The toolset for analyzing Finnish PINs was initially developed as a part of sorvi-package, but was later made into a separate package. The development of the hetu-package reached an important milestone in Fall 2020 when it was published in CRAN.

The development of hetu-package is closely related to sweidnumbr, a similar package meant for analyzing Swedish personal identity numbers (PINs) and organizational identity numbers (OINs). Hetu-package shares similar function names with sweidnumbr, when applicable.1

Finnish personal identification code, hetu

Personal identification code (or: national identification number, national identity number, personal identification number or PIN) is meant to be a unique identifier for individuals.
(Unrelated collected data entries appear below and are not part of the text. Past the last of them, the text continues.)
//! Numeric sequences: arithmetic (constant step) and quadratic (step grows by a
//! constant second-order step).

use std::sync::LazyLock;

use rand::Rng;
use regex::Regex;
use serde::{Deserialize, Serialize};

use super::{before_blank, Pattern, PatternInverse, PatternSample, Recovery, BLANK, NEXT_PROMPT};
use crate::domain::{AnswerValue, Difficulty, Domain};
use crate::error::PatternError;

const MIN_TERMS: usize = 4;

#[derive(Clone, Copy, Debug, PartialEq, Eq, Serialize, Deserialize)]
#[serde(rename_all = "snake_case")]
pub enum Progression {
  Arithmetic,
  Quadratic,
}

/// `term(n) = start + n*step + growth*n*(n-1)/2`
#[derive(Clone, Debug, PartialEq, Eq, Serialize, Deserialize)]
pub struct NumericParams {
  pub start: i64,
  pub step: i64,
  #[serde(default)]
  pub growth: i64,
  pub terms: usize,
}

impl NumericParams {
  pub fn arithmetic(start: i64, step: i64, terms: usize) -> Self {
    NumericParams { start, step, growth: 0, terms }
  }

  pub fn quadratic(start: i64, step: i64, growth: i64, terms: usize) -> Self {
    NumericParams { start, step, growth, terms }
  }

  pub fn progression(&self) -> Progression {
    if self.growth == 0 { Progression::Arithmetic } else { Progression::Quadratic }
  }

  pub fn term(&self, n: usize) -> i64 {
    let n = n as i64;
    self.start + n * self.step + self.growth * n * (n - 1) / 2
  }

  /// Difference between term `n + 1` and term `n`.
  pub fn diff_after(&self, n: usize) -> i64 {
    self.step + self.growth * n as i64
  }

  pub fn shown_terms(&self) -> Vec<i64> {
    (0..self.terms).map(|n| self.term(n)).collect()
  }

  pub fn last_shown(&self) -> i64 {
    self.term(self.terms.saturating_sub(1))
  }

  pub fn next_term(&self) -> i64 {
    self.term(self.terms)
  }

  pub(crate) fn explanation_key(&self) -> &'static str {
    match self.progression() {
      Progression::Arithmetic => "numeric_arithmetic",
      Progression::Quadratic => "numeric_quadratic",
    }
  }

  pub(crate) fn explanation_vars(&self) -> Vec<(&'static str, String)> {
    let last = self.last_shown();
    let shown_diffs = self.terms.saturating_sub(1);
    let next_diff = self.diff_after(shown_diffs);
    let diffs: Vec<String> = (0..shown_diffs).map(|n| self.diff_after(n).to_string()).collect();
    vec![
      ("trend", trend(self.step).into()),
      ("step", self.step.abs().to_string()),
      ("growth_trend", trend(self.growth).into()),
      ("growth", self.growth.abs().to_string()),
      ("diffs", diffs.join(", ")),
      ("next_diff", next_diff.abs().to_string()),
      ("op", if next_diff < 0 { "-" } else { "+" }.into()),
      ("last", last.to_string()),
      ("answer", self.next_term().to_string()),
    ]
  }
}

fn trend(delta: i64) -> &'static str {
  if delta < 0 { "decreases" } else { "increases" }
}

/// Random draw scaled by difficulty.
pub fn generate<R: Rng + ?Sized>(difficulty: Difficulty, rng: &mut R) -> Result<PatternSample, PatternError> {
  let params = match difficulty.level() {
    1 => NumericParams::arithmetic(rng.gen_range(1..=20), rng.gen_range(1..=5), 4),
    2 => NumericParams::arithmetic(rng.gen_range(1..=30), rng.gen_range(2..=9), 4),
    3 => NumericParams::arithmetic(rng.gen_range(20..=60), rng.gen_range(-9..=12), 5),
    level => {
      let growth = if level >= 5 { rng.gen_range(-3..=3) } else { rng.gen_range(1..=3) };
      if growth == 0 {
        return Err(PatternError::degenerate(Domain::NumericSequence, "quadratic draw with zero growth"));
      }
      NumericParams::quadratic(rng.gen_range(1..=20), rng.gen_range(1..=6), growth, 5)
    }
  };
  build(params, difficulty)
}

/// Validate explicit parameters and render the sample.
pub fn build(params: NumericParams, difficulty: Difficulty) -> Result<PatternSample, PatternError> {
  if params.terms < MIN_TERMS {
    return Err(PatternError::degenerate(
      Domain::NumericSequence,
      format!("{} terms shown, at least {MIN_TERMS} needed", params.terms),
    ));
  }
  if params.step == 0 && params.growth == 0 {
    return Err(PatternError::degenerate(Domain::NumericSequence, "constant sequence"));
  }
  let shown = params.shown_terms();
  let next = params.next_term();
  if difficulty.level() <= 2 && (next < 0 || shown.iter().any(|t| *t < 0)) {
    return Err(PatternError::degenerate(Domain::NumericSequence, "negative terms at low difficulty"));
  }

  let terms: Vec<String> = shown.iter().map(i64::to_string).collect();
  let rendered_prompt = format!("{NEXT_PROMPT}\n{}, {BLANK}", terms.join(", "));
  Ok(PatternSample {
    difficulty,
    pattern: Pattern::NumericSequence(params),
    rendered_prompt,
    correct_value: AnswerValue::Number(next),
  })
}

// ---------------------------------------------------------------------------
// Inverse
// ---------------------------------------------------------------------------

static RE_NUMBER: LazyLock<Regex> = LazyLock::new(|| Regex::new(r"-?\d+").unwrap());

/// Integers shown before the blank, in order.
pub fn parse_prompt(prompt: &str) -> Result<Vec<i64>, String> {
  let head = before_blank(prompt);
  let numbers = RE_NUMBER
    .find_iter(head)
    .map(|m| m.as_str().parse::<i64>().map_err(|e| format!("unreadable term '{}': {e}", m.as_str())))
    .collect::<Result<Vec<_>, _>>()?;
  if numbers.len() < 3 {
    return Err(format!("only {} numbers found in prompt, need at least 3", numbers.len()));
  }
  Ok(numbers)
}

fn differences(values: &[i64]) -> Vec<i64> {
  values.windows(2).map(|w| w[1] - w[0]).collect()
}

fn constant(values: &[i64]) -> Option<i64> {
  let first = *values.first()?;
  values.iter().all(|v| *v == first).then_some(first)
}

/// Constant difference, then constant second difference, then constant ratio.
pub fn infer_next(terms: &[i64]) -> Recovery {
  let Some(&last) = terms.last() else {
    return Recovery::Ambiguous("no terms".into());
  };
  let diffs = differences(terms);
  if let Some(step) = constant(&diffs) {
    return Recovery::Derived {
      value: AnswerValue::Number(last + step),
      rule: format!("constant difference {step:+}"),
    };
  }

  let second = differences(&diffs);
  if second.len() >= 2 {
    if let (Some(growth), Some(&last_diff)) = (constant(&second), diffs.last()) {
      let next_diff = last_diff + growth;
      return Recovery::Derived {
        value: AnswerValue::Number(last + next_diff),
        rule: format!("differences change by {growth:+}; next difference {next_diff:+}"),
      };
    }
  }

  if let Some(next) = geometric_next(terms) {
    return Recovery::Derived { value: AnswerValue::Number(next), rule: "constant ratio".into() };
  }

  Recovery::Ambiguous(format!(
    "differences {diffs:?} are neither constant nor changing by a constant amount"
  ))
}

/// Exact integer ratio only; a fractional ratio is left for a human.
fn geometric_next(terms: &[i64]) -> Option<i64> {
  if terms.len() < 3 || terms.iter().any(|t| *t == 0) {
    return None;
  }
  let ratio = terms[1].checked_div(terms[0])?;
  if ratio == 0 || ratio == 1 {
    return None;
  }
  let holds = terms.windows(2).all(|w| w[0].checked_mul(ratio) == Some(w[1]));
  if holds { terms.last()?.checked_mul(ratio) } else { None }
}

pub struct NumericInverse;

impl PatternInverse for NumericInverse {
  fn domain(&self) -> Domain {
    Domain::NumericSequence
  }

  fn recover(&self, prompt: &str) -> Recovery {
    match parse_prompt(prompt) {
      Ok(terms) => infer_next(&terms),
      Err(why) => Recovery::Ambiguous(why),
    }
  }
}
Finnish personal identification number (henkilötunnus, hetu for short) consists of date (DDMMYY), century marker (-, + or A), personal number (NNN) and checkmark (C). Males have an odd personal number and females an even personal number.2

Personal identity codes are widely used in public and private sectors alike. They are not confidential or secret information, but like every personal information, handling hetu-codes requires consent from the individual or a valid reason.

Algorithmic handling of hetu-pins

Analyzing and extracting information from Finnish personal identity numbers is rather straightforward even with a naked eye. Hetu-package naturally excels in handling large number of PINs, which would be cumbersome otherwise.
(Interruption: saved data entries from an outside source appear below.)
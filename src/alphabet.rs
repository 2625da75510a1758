//! Letter arithmetic on the 26-letter Latin alphabet, wrapping at the ends.

pub const LETTERS: i64 = 26;

/// Zero-based alphabet position of an ASCII letter, either case.
pub fn index_of(c: char) -> Option<i64> {
  if c.is_ascii_alphabetic() {
    Some((c.to_ascii_uppercase() as u8 - b'A') as i64)
  } else {
    None
  }
}

/// Uppercase letter at `position`, wrapping modulo 26 in both directions.
pub fn letter_at(position: i64) -> char {
  (b'A' + position.rem_euclid(LETTERS) as u8) as char
}

/// Shift one character, preserving case. Non-letters pass through unchanged.
pub fn shift_char(c: char, shift: i64) -> char {
  match index_of(c) {
    Some(i) => {
      let shifted = letter_at(i + shift);
      if c.is_ascii_lowercase() { shifted.to_ascii_lowercase() } else { shifted }
    }
    None => c,
  }
}

/// Forward distance from `from` to `to`, in `0..26`.
pub fn distance(from: char, to: char) -> Option<i64> {
  Some((index_of(to)? - index_of(from)?).rem_euclid(LETTERS))
}

/// Representative of a shift modulo 26 in `-12..=13`.
pub fn signed_shift(shift: i64) -> i64 {
  let s = shift.rem_euclid(LETTERS);
  if s > 13 { s - LETTERS } else { s }
}

#[cfg(test)]
mod tests {
  use super::*;

  #[test]
  fn wraps_both_ways() {
    assert_eq!(letter_at(26), 'A');
    assert_eq!(letter_at(-1), 'Z');
    assert_eq!(shift_char('Y', 3), 'B');
    assert_eq!(shift_char('b', -2), 'z');
    assert_eq!(shift_char('-', 5), '-');
  }

  #[test]
  fn distance_and_sign() {
    assert_eq!(distance('C', 'E'), Some(2));
    assert_eq!(distance('E', 'C'), Some(24));
    assert_eq!(signed_shift(24), -2);
    assert_eq!(signed_shift(-25), 1);
    assert_eq!(distance('1', 'C'), None);
  }
}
Hetu-package has functions to extract the following information:

  • hetu_date / pin_date: date of birth
  • hetu_sex / pin_sex: sex, Male or Female
  • hetu_age / pin_age: age in years, months or days (at the time of the query or at a desired date)
  • hetu_ctrl / pin_ctrl: validity check for the PIN, TRUE or FALSE

Use of hetu-package

Installing the package in R from CRAN:

install.packages("hetu")

Loading the package and setting a few imaginary PINs for testing:

library(hetu)
example_pins <- c("010101-0101", "111111-111C")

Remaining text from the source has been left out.